Mendel’s Significance

performed breeding experiments between reciprocal pea plants to track inheritance of contrasting traits in offspring.

Heterozygous Cross Ratios

3:1 in dominant : recessive phenotypes & 1:3:1 in DD:Dd:dd genotypes

Phenotype

observable characteristics of an organism based on its’ genotype’s interaction with environment.

Homozygous

an organism with 2 identical alleles (dominant or recessive e.g. DD or dd).

Heterozygous

an organism with 2 different alleles (1 dominant & 1 recessive e.g. Dd) which will always be phenotypically overruled by the dominant allele.

Mendel’s 4 Main Postulates/Laws

1. unit factors in pairs (gene controlling a trait, given in pairs, always results in DD, Dd or dd)

2. dominance/recessive (within 2 different alleles, there’s a dominant one that overrules)

3. segregation (meiosis ensures each gamete receives only 1 gene allele - 50/50 thing)

4. independent assortment (allele for one thing doesn’t affect an allele for another thing)

(n!/s! x t!) x a^sb^t

binomial expansion used to calculate offspring probabilities’ geno/pheno types.

n = number of trials (offsprings etc) / s = number of times a happens / t = number of times b happens

where s+t = n

Epistasis

gene interaction where one gene’s effects masks/modifies the effects of another gene (at a different locus, therefore unrelated) leading to a difference in expected phenotype. (e.g. having the gene for black hair, but also having the gene for baldness)

Recessive & Dominant Epistasis

genetic phenomenon where the epistatic gene is on the recessive (for r-epistasis ratio → 9:3:4) or dominant (for d-epistasis ratio → 12:3:1) allele, masking the other (unrelated) allele regardless if it’s meant to code for a phenotype. the difference is the dominant only needs 1 allele to work while the recessive needs 2 alleles.

Duplicate Recessive/Dominant Epistasis

recessive = recessive allele of 2 genes masks the dominant alleles (leads to a 9:7 ratio)

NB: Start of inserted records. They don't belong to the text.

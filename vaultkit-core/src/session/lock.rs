use std::{
    collections::HashMap,
    sync::{Arc, Mutex, MutexGuard, Weak},
};

use async_trait::async_trait;
use secrecy::SecretString;
use tokio::{
    sync::watch,
    task::JoinHandle,
    time::{self, Instant, MissedTickBehavior},
};

use super::{
    state::WRONG_PASSWORD_MESSAGE, ActivityEvent, ActivityThrottle, AutolockPeriod, LockEvent,
    LockState, LockTransition, UnlockSlide,
};
use crate::{
    accounts::AccountStore,
    bridge::{SequenceGuard, SurfaceAction, SurfaceBridge, SurfaceMessage},
    config::{LockConfig, RuntimeEnvironment, SurfaceRole},
    error::{WalletError, WalletResult},
    vault::CredentialVault,
};

/// Verifies unlock credentials on behalf of [`SessionLock`].
#[async_trait]
pub trait UnlockVerifier: Send + Sync {
    /// Whether `password` is the wallet password.
    async fn verify_password(&self, password: &SecretString) -> WalletResult<bool>;

    /// Runs the platform biometric prompt and checks what it releases.
    async fn verify_biometrics(&self) -> WalletResult<bool>;
}

/// Platform biometric prompt. On success it releases the password stored under
/// biometric protection, `None` when the user dismissed the prompt.
#[async_trait]
pub trait BiometricPrompt: Send + Sync {
    /// Shows the prompt.
    async fn request_password(&self) -> WalletResult<Option<SecretString>>;
}

/// UI affordances that must disappear while locked, such as an embedded browser.
pub trait LockAffordances: Send + Sync {
    /// Hides them on lock.
    fn hide(&self);

    /// Restores them on unlock.
    fn show(&self);
}

/// [`LockAffordances`] for hosts without any.
#[derive(Debug, Default, Clone, Copy)]
pub struct NoAffordances;

impl LockAffordances for NoAffordances {
    fn hide(&self) {}

    fn show(&self) {}
}

/// Checks unlock credentials against the stored credentials.
pub struct VaultUnlockVerifier {
    vault: Arc<CredentialVault>,
    accounts: Arc<AccountStore>,
    biometrics: Option<Arc<dyn BiometricPrompt>>,
}

impl VaultUnlockVerifier {
    /// Creates a verifier over `accounts`.
    #[must_use]
    pub fn new(vault: Arc<CredentialVault>, accounts: Arc<AccountStore>) -> Self {
        Self {
            vault,
            accounts,
            biometrics: None,
        }
    }

    /// Enables biometric unlock through `prompt`.
    #[must_use]
    pub fn with_biometrics(mut self, prompt: Arc<dyn BiometricPrompt>) -> Self {
        self.biometrics = Some(prompt);
        self
    }
}

#[async_trait]
impl UnlockVerifier for VaultUnlockVerifier {
    async fn verify_password(&self, password: &SecretString) -> WalletResult<bool> {
        self.vault.verify_password(&self.accounts, password).await
    }

    async fn verify_biometrics(&self) -> WalletResult<bool> {
        let Some(prompt) = &self.biometrics else {
            return Err(WalletError::invalid_input(
                "biometrics",
                "no biometric prompt configured",
            ));
        };
        match prompt.request_password().await? {
            Some(password) => self.verify_password(&password).await,
            None => Err(WalletError::Cancelled),
        }
    }
}

#[derive(Debug)]
struct ActivityClock {
    last_activity_at: Instant,
    throttle: ActivityThrottle,
}

/// Main-surface lock authority.
///
/// Owns [`LockState`], decides every transition and propagates each one to the
/// delegated surfaces as a sequenced [`LockEvent`].
pub struct SessionLock {
    config: LockConfig,
    env: RuntimeEnvironment,
    bridge: Arc<dyn SurfaceBridge>,
    verifier: Arc<dyn UnlockVerifier>,
    affordances: Arc<dyn LockAffordances>,
    state: watch::Sender<LockState>,
    activity: Mutex<ActivityClock>,
    forwarded: Mutex<HashMap<SurfaceRole, SequenceGuard>>,
}

impl std::fmt::Debug for SessionLock {
    fn fmt(&self, f: &mut std::fmt::Formatter<'_>) -> std::fmt::Result {
        f.debug_struct("SessionLock")
            .field("config", &self.config)
            .field("state", &*self.state.borrow())
            .finish_non_exhaustive()
    }
}

impl SessionLock {
    /// Creates the authority. The session starts locked whenever locking is
    /// possible.
    #[must_use]
    pub fn new(
        config: LockConfig,
        env: RuntimeEnvironment,
        settings: (AutolockPeriod, bool),
        bridge: Arc<dyn SurfaceBridge>,
        verifier: Arc<dyn UnlockVerifier>,
    ) -> Self {
        let (autolock, is_app_lock_enabled) = settings;
        let (state, _) = watch::channel(LockState::new(autolock, is_app_lock_enabled));
        let activity = ActivityClock {
            last_activity_at: Instant::now(),
            throttle: ActivityThrottle::new(config.activity_latency()),
        };
        Self {
            config,
            env,
            bridge,
            verifier,
            affordances: Arc::new(NoAffordances),
            state,
            activity: Mutex::new(activity),
            forwarded: Mutex::new(HashMap::new()),
        }
    }

    /// Replaces the affordances toggled on lock and unlock.
    #[must_use]
    pub fn with_affordances(mut self, affordances: Arc<dyn LockAffordances>) -> Self {
        self.affordances = affordances;
        self
    }

    /// A snapshot of the state.
    #[must_use]
    pub fn state(&self) -> LockState {
        self.state.borrow().clone()
    }

    /// Whether the session is locked.
    #[must_use]
    pub fn is_locked(&self) -> bool {
        self.state.borrow().is_locked
    }

    /// Observes state changes.
    #[must_use]
    pub fn subscribe(&self) -> watch::Receiver<LockState> {
        self.state.subscribe()
    }

    /// Time of the last reported activity that passed the throttle.
    #[must_use]
    pub fn last_activity_at(&self) -> Instant {
        self.clock().last_activity_at
    }

    /// Whether the biometric prompt should open by itself for this lock.
    #[must_use]
    pub fn should_prompt_biometrics(&self) -> bool {
        let state = self.state.borrow();
        state.is_locked
            && !state.should_hide_biometrics
            && self.env.is_biometric_auth_enabled
            && self.env.is_native_biometric_supported
    }

    /// Records user activity. Returns whether it moved `last_activity_at`.
    pub fn report_activity(&self, event: ActivityEvent) -> bool {
        let now = Instant::now();
        let mut clock = self.clock();
        if !clock.throttle.pass(now) {
            return false;
        }
        clock.last_activity_at = now;
        tracing::trace!(%event, "activity recorded");
        true
    }

    /// The periodic idle check. Locks when the idle period has elapsed, lock is
    /// enabled and the session is unlocked. Returns whether it locked.
    pub fn check_idle(&self) -> bool {
        let Some(period) = self.state.borrow().autolock.period() else {
            return false;
        };
        let idle_for = Instant::now().saturating_duration_since(self.last_activity_at());
        if idle_for <= period {
            return false;
        }
        self.lock(false)
    }

    /// Runs [`Self::check_idle`] every idle check period until `self` is dropped.
    #[must_use]
    pub fn spawn_idle_checks(self: &Arc<Self>) -> JoinHandle<()> {
        let lock: Weak<Self> = Arc::downgrade(self);
        let period = self.config.idle_check_period();
        tokio::spawn(async move {
            let mut interval = time::interval_at(Instant::now() + period, period);
            interval.set_missed_tick_behavior(MissedTickBehavior::Delay);
            loop {
                interval.tick().await;
                let Some(lock) = lock.upgrade() else {
                    break;
                };
                if lock.check_idle() {
                    tracing::info!("session locked after idle timeout");
                }
            }
        })
    }

    /// Locks now, regardless of the idle timer, and suppresses the biometric
    /// auto-prompt for this lock. Returns whether it locked.
    pub fn lock_manually(&self) -> bool {
        self.lock(true)
    }

    /// Unlocks with the wallet password.
    ///
    /// # Errors
    ///
    /// Returns [`WalletError::Crypto`] for a wrong password, after publishing the
    /// rejection, or the verifier's error.
    pub async fn unlock_with_password(&self, password: &SecretString) -> WalletResult<()> {
        if !self.is_locked() {
            return Ok(());
        }
        if self.verifier.verify_password(password).await? {
            if self.env.uses_pin_pad {
                self.commit(LockTransition::PinAccepted);
            }
            self.unlock();
            Ok(())
        } else {
            self.commit(LockTransition::UnlockRejected {
                message: WRONG_PASSWORD_MESSAGE.to_string(),
            });
            Err(WalletError::Crypto)
        }
    }

    /// Unlocks through the biometric prompt.
    ///
    /// # Errors
    ///
    /// Returns [`WalletError::InvalidInput`] when biometrics are disabled,
    /// [`WalletError::Crypto`] when the released credential is rejected, or the
    /// verifier's error.
    pub async fn unlock_with_biometrics(&self) -> WalletResult<()> {
        if !self.is_locked() {
            return Ok(());
        }
        if !self.env.is_biometric_auth_enabled {
            return Err(WalletError::invalid_input(
                "biometrics",
                "biometric unlock is disabled",
            ));
        }
        if self.verifier.verify_biometrics().await? {
            self.unlock();
            Ok(())
        } else {
            self.commit(LockTransition::UnlockRejected {
                message: WRONG_PASSWORD_MESSAGE.to_string(),
            });
            Err(WalletError::Crypto)
        }
    }

    /// Switches between the unlock button and the unlock form.
    pub fn set_slide(&self, slide: UnlockSlide) {
        self.commit_if(LockTransition::SlideChanged { slide }, |state| {
            state.is_locked && state.slide != slide
        });
    }

    /// Drops the pin-accepted flag.
    pub fn clear_pin_accepted(&self) {
        self.commit_if(LockTransition::PinCleared, |state| state.is_pin_accepted);
    }

    /// Changes the idle period.
    pub fn set_autolock(&self, autolock: AutolockPeriod) {
        let is_app_lock_enabled = self.state.borrow().is_app_lock_enabled;
        self.change_settings(autolock, is_app_lock_enabled);
    }

    /// Enables or disables locking.
    pub fn set_app_lock_enabled(&self, is_app_lock_enabled: bool) {
        let autolock = self.state.borrow().autolock;
        self.change_settings(autolock, is_app_lock_enabled);
    }

    /// Applies an intent forwarded by a delegated surface. Duplicate and stale
    /// deliveries from the same origin are dropped.
    pub async fn handle_forwarded(&self, message: SurfaceMessage) {
        if !self.accept_forwarded(message.origin, message.seq) {
            tracing::debug!(seq = message.seq, "stale forwarded message dropped");
            return;
        }
        match message.action {
            SurfaceAction::SubmitAppLockActivity(event) => {
                self.report_activity(event);
            }
            SurfaceAction::RequestManualLock => {
                self.lock_manually();
            }
            SurfaceAction::SubmitUnlockPassword(password) => {
                if let Err(err) = self.unlock_with_password(&password).await {
                    tracing::debug!(%err, "forwarded unlock rejected");
                }
            }
            SurfaceAction::ClearPinAccepted => self.clear_pin_accepted(),
            action => tracing::debug!(?action, "not a lock intent, ignored"),
        }
    }

    fn lock(&self, manual: bool) -> bool {
        let locked = self
            .commit_if(LockTransition::Locked { manual }, |state| {
                !state.is_locked && state.is_app_lock_enabled
            })
            .is_some();
        if locked {
            self.affordances.hide();
            self.bridge.send_to_native(SurfaceAction::HideDelegatedSheet);
        }
        locked
    }

    fn unlock(&self) {
        if self
            .commit_if(LockTransition::Unlocked, |state| state.is_locked)
            .is_none()
        {
            return;
        }
        self.touch();
        self.affordances.show();
        self.bridge.send_to_native(SurfaceAction::ShowDelegatedSheet);
    }

    fn change_settings(&self, autolock: AutolockPeriod, is_app_lock_enabled: bool) {
        let transition = LockTransition::SettingsChanged {
            autolock,
            is_app_lock_enabled,
        };
        if self
            .commit_if(transition, |state| {
                state.autolock != autolock || state.is_app_lock_enabled != is_app_lock_enabled
            })
            .is_some()
        {
            self.touch();
        }
    }

    fn touch(&self) {
        let mut clock = self.clock();
        clock.last_activity_at = Instant::now();
        clock.throttle.reset();
    }

    fn commit(&self, transition: LockTransition) -> Option<LockEvent> {
        self.commit_if(transition, |_| true)
    }

    /// Issues the next sequence number and applies `transition` when `allowed`
    /// holds, atomically with respect to other commits. Propagates the event.
    fn commit_if(
        &self,
        transition: LockTransition,
        allowed: impl FnOnce(&LockState) -> bool,
    ) -> Option<LockEvent> {
        let mut issued = None;
        self.state.send_if_modified(|state| {
            if !allowed(state) {
                return false;
            }
            let event = LockEvent {
                seq: state.applied_seq + 1,
                transition,
            };
            let changed = state.apply(&event);
            issued = Some(event);
            changed
        });
        let event = issued?;
        tracing::debug!(seq = event.seq, transition = ?event.transition, "lock state changed");
        self.bridge
            .broadcast(SurfaceAction::LockStateChanged(event.clone()));
        Some(event)
    }

    fn accept_forwarded(&self, origin: SurfaceRole, seq: u64) -> bool {
        let mut guards = self
            .forwarded
            .lock()
            .unwrap_or_else(std::sync::PoisonError::into_inner);
        guards.entry(origin).or_default().accept(seq)
    }

    fn clock(&self) -> MutexGuard<'_, ActivityClock> {
        self.activity
            .lock()
            .unwrap_or_else(std::sync::PoisonError::into_inner)
    }
}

dominant = dominant allele of 2 genes masks the recessive alleles (leads to a 15:1 ratio)

Novel Phenotype

new/unique trait/appearance in offspring due to (similar) genes interactions which are completely different to parental phenotypes (i.e. incomplete dominance).

Incomplete Dominance

a blended “novel” phenotype (red x white = pink), a uniform mix of the parental phenotypes.

Haploinsufficiency

phenomenon where having only 1 functioning copy of a gene is not enough to produce a necessary protein or gene product for normal function, resulting in an altered phenotype.

Co-dominance

two different alleles are expressed simultaneously, resulting in a phenotype that expresses both alleles (red + white = red & white or AB blood type).

Lethals

(rarely dominant and commonly recessive) alleles that will cause the death of an organism. (e.g. huntington’s disease, homozygous = embryonically lethal, heterozygous = later in life)

*recessive lethals can appear dominant due to one copy of its allele changes the organisms appearance, however, two copies can result in death.

X-Linkage/Inheritance

a gene located on the X chromosome (23rd pair).

*in a male, X carries more genes than the Y chromosome, therefore lacks a partner gene = one allele for that gene (hemizygous). should parents swap x-linked trait = different outcomes.

**overall: affected mothers → affected sons & affected fathers → carrier daughters

2 Main Factors that Affect an Organism’s Phenotype

Sex (autosomal gene = prominent in one gender than the other) & Environment (e.g. temp/diet → changes phenotype).

Penetrance

percentage of individuals that show the phenotype (e.g. 80/100 people show symptoms = 80% penetrant).

Expressivity

due to penetrance, measures range of trait’s strength in expression (e.g. polydactyly → some have full extra finger, some have a nub).